Falou o nome. Enquanto a secretária olhava no arquivo, a mulher abriu a bolsa e tirou o espelhinho. Diante dele, passou a mão nos cabelos e mirou as rugas. Sentiu-se de repente muito velha e feia.
A secretária : quarto número dezenove. Deve ter saído há pouco da mesa de cirurgia. Agradeceu e seguiu pelo corredor branco. Um cheiro indefinido saía de sob as portas fechadas. Subiu uma escada. Havia um elevador mas ela preferiu subir as escadas. Uma enfermeira descia conversando com um médico. No segundo andar havia um grande vaso de folhas verdes. Ela ficou por um momento na frente do vaso
retomando a respiração normal e se perguntando por quê no vaso só havia folhas e
nenhuma flor. Começou a procurar o quarto número dezenove.

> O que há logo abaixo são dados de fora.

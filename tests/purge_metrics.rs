mod common;

use std::collections::HashSet;
use std::sync::Arc;

use edgepurge::purge::{PurgeConfig, PurgeDispatcher};
use metrics_util::debugging::DebuggingRecorder;

use common::start_recorder;

#[tokio::test]
async fn dispatch_paths_emit_expected_metric_keys() {
    let recorder = DebuggingRecorder::new();
    let snapshotter = recorder.snapshotter();
    recorder
        .install()
        .expect("debug metrics recorder should install in this test process");

    let (addr, _requests) = start_recorder().await;
    let config = PurgeConfig {
        cache_hosts: vec![addr.to_string(), "127.0.0.1:1".to_string()],
        connect_timeout_ms: 500,
        ..Default::default()
    };
    let dispatcher = PurgeDispatcher::new(Arc::new(config)).expect("dispatcher");

    dispatcher
        .dispatch_many(["https://a.test/hello/", "https://a.test/feed/"])
        .await;
    dispatcher.purge_all("https://a.test/").await;

    let snapshot = snapshotter.snapshot().into_vec();
    let names: HashSet<String> = snapshot
        .iter()
        .map(|(composite_key, _, _, _)| composite_key.key().name().to_string())
        .collect();

    let expected = [
        "edgepurge_purge_requests_total",
        "edgepurge_full_purges_total",
        "edgepurge_dispatch_ms",
    ];
    for metric in expected {
        assert!(names.contains(metric), "missing metric: {metric}");
    }

    let outcomes: HashSet<String> = snapshot
        .iter()
        .filter(|(composite_key, _, _, _)| {
            composite_key.key().name() == "edgepurge_purge_requests_total"
        })
        .flat_map(|(composite_key, _, _, _)| {
            composite_key
                .key()
                .labels()
                .filter(|label| label.key() == "outcome")
                .map(|label| label.value().to_string())
                .collect::<Vec<_>>()
        })
        .collect();
    assert!(outcomes.contains("success"), "outcomes: {outcomes:?}");
    assert!(outcomes.len() >= 2, "outcomes: {outcomes:?}");
}
//! Content-model port consumed by the purge engine.

use async_trait::async_trait;
use thiserror::Error;

use crate::domain::entities::{Document, DocumentId, SiteInfo};

#[derive(Debug, Error)]
pub enum ContentError {
    #[error("content source unavailable: {0}")]
    Unavailable(String),
    #[error("failed to read content snapshot `{path}`: {source}")]
    Read {
        path: String,
        #[source]
        source: std::io::Error,
    },
    #[error("invalid content snapshot: {0}")]
    Parse(String),
}

/// Read-only view of the CMS content model.
#[async_trait]
pub trait ContentModel: Send + Sync {
    /// Look up a document. `Ok(None)` means the document does not exist.
    async fn document(&self, id: DocumentId) -> Result<Option<Document>, ContentError>;

    async fn site(&self) -> Result<SiteInfo, ContentError>;
}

A numeração ia de um a dez e ela teve de subir novamente uma outra escada. Parou no meio, a mão no peito: meu Deus, por quê sempre fazia as coisas pelo lado mais difícil? Então desceu os degraus que acabara de subir e esperou o elevador. Ao entrar nele, começou a pensar no marido. Ele não podia fazer aquilo com ela. Era uma espécie de deserção. Ficou com vontade de tirar outra vez o espelhinho da bolsa mas ante a perspectiva de tornar a ver o mesmo rosto de rugas, desistiu. O ascensorista olhava para ela., Na bolsa entreaberta, o brilho do espelho entre o batom e a carteira de identidade. O ascensorista a encarava. O que começava a sentir pelo marido naquele momento : uma raiva fininha querendo crescer e azedar o seu dia. A senhora vai sair ou não ? resmungou o ascensorista.
O quarto número dezenove ficava entre o quarto número dezoito e o de número vinte e ela achou aquilo muito lógico e perfeito. Como perfeito era o velho que passava na sua cadeira de rodas, as duas pernas pela metade. Ela ficaria toda uma eternidade pendurada naquele vácuo branco e de cheiro indefinido se não existissem um compromisso e uma leve rede de água em seus olhos. Passou a mão nos olhos e depois no vestido e novamente se sentiu velha e desajeitada.
Ao abrir a porta do quarto dezenove : o universo higienizado, os assépticos metais borbulhando na água fervente, a paz doméstica dos chinelos sob a cama, o sol do meio-dia e um rosto estranho. Ela não podia acreditar. Já não era mais o homem de cinquenta e cinco anos – o mocinho de quinze? O novo rosto imberbe do marido trazia um novo som : foi uma operação tranquïla.
"É", falou ela, torcendo a bolsa nas mãos, "você ficou um boneco"
Não fiquei? Vem cá.
Ofereceu o murcho rosto triste para o homem. Beijou-o depois. Era como se beijasse o próprio filho ainda nas entranhas. Você ficou um boneco, tornou a repetir. Ele sorriu cheio de charme, o olho esquerdo arqueado : a enfermeira falou que eu fiquei com a cara do Terence Stamp. É, você ficou com a cara do Terence Stamp.
Enquanto ela falava, ia folheando o catálogo cheio de rostos. Eu fiz isto por você, querida. Eu sei. Você não vai ficar com ciúmes da enfermeira, não é? Ela abanou a cabeça e falou : não. Eu prometo ser o mesmo marido rabugento de sempre. Ela sorriu de olhos baixos – procurava nele a raiz do velho homem. Ele, sabendo que a deixava constrangida, pediu o espelho. Mirou-se de vários ângulos. Depois – a cirurgia ficou tão cara que seria melhor permanecer com o rosto antigo. Pelo menos foi o rosto que Deus me deu. Riu forçadamente, tentando sustentar o fracasso da frase. Esperou que ela dissesse alguma coisa. Ante o seu silêncio, continuou – agora é uma vida nova. A mulher repetiu a frase do marido e ficou sem saber se permanecia sentada na cama ou se andava pelo quarto de uma maneira delicada, como andara na sua lua-de-mel, ou se ia para a janela se debruçar e chorar.